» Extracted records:
────────────────────
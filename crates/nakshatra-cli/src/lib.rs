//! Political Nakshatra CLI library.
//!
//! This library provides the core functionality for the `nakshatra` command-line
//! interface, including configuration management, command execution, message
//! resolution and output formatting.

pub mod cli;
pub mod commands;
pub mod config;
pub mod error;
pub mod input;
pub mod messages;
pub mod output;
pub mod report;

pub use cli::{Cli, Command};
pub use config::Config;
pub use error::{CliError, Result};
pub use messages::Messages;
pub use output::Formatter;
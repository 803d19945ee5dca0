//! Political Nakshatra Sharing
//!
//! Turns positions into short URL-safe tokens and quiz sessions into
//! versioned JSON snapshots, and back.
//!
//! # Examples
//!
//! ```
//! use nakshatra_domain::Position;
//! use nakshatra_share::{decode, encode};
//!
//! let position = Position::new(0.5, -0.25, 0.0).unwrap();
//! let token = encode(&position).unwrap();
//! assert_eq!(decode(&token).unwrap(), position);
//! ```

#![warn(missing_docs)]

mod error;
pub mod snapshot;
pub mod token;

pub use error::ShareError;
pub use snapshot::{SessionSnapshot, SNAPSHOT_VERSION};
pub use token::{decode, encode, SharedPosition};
────────────────────
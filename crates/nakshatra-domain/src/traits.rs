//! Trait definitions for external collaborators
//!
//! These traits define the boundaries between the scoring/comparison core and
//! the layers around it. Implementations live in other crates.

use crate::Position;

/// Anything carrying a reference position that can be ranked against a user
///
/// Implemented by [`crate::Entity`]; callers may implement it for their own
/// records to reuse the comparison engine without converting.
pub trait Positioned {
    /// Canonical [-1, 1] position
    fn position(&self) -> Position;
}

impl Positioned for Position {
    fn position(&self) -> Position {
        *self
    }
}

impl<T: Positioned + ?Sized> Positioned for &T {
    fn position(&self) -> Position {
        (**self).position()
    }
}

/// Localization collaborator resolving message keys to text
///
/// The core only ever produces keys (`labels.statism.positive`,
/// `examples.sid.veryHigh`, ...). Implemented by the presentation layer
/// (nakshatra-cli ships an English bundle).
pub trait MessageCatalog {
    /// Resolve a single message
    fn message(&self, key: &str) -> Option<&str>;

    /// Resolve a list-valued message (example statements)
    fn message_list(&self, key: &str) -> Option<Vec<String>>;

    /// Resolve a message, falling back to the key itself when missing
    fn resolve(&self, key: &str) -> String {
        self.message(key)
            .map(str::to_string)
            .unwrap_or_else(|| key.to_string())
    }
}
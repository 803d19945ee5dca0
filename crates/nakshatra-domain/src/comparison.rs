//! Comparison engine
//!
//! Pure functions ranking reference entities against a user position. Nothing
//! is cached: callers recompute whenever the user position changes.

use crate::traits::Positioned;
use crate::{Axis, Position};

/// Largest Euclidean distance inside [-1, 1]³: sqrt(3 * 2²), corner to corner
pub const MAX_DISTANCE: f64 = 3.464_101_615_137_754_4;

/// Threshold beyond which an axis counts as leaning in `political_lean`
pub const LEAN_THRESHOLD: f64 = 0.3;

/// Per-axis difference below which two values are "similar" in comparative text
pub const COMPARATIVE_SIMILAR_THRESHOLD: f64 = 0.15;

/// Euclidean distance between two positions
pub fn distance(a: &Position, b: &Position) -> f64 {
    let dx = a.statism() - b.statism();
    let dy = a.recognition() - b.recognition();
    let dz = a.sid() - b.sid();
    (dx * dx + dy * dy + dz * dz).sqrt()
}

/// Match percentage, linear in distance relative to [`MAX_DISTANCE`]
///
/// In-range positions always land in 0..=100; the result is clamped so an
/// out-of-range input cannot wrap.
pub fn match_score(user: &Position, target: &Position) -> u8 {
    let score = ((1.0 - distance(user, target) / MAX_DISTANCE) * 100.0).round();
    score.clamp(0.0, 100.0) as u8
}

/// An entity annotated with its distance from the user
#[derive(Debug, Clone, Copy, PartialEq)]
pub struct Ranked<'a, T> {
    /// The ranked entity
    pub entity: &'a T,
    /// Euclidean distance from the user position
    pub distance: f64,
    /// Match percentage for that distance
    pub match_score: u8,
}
────────────────────
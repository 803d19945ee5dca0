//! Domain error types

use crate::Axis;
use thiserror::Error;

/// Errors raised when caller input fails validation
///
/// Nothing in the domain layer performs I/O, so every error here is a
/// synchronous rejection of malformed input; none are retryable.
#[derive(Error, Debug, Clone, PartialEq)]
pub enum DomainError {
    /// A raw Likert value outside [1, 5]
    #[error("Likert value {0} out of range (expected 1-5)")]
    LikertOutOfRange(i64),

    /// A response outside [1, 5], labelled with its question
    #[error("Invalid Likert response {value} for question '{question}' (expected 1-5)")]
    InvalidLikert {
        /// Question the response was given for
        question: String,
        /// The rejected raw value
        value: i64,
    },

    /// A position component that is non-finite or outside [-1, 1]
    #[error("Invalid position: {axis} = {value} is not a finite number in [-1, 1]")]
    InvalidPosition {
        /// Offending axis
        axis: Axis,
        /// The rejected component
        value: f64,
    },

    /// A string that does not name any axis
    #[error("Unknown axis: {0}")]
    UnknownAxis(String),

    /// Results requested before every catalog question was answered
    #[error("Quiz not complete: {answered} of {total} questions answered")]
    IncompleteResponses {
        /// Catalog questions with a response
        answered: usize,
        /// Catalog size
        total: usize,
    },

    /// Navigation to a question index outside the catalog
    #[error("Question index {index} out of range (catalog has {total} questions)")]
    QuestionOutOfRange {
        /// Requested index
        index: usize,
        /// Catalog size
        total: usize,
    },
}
────────────────────
» INSTRUCTIONS FOR THE TASK: Whenever a line above includes the string "traits", copy it.

» SOLUTION TO THIS EXERCISE:
filename crates/nakshatra-domain/src/traits.rs
//! These traits define the boundaries between the scoring/comparison core and
use crate::traits::Positioned;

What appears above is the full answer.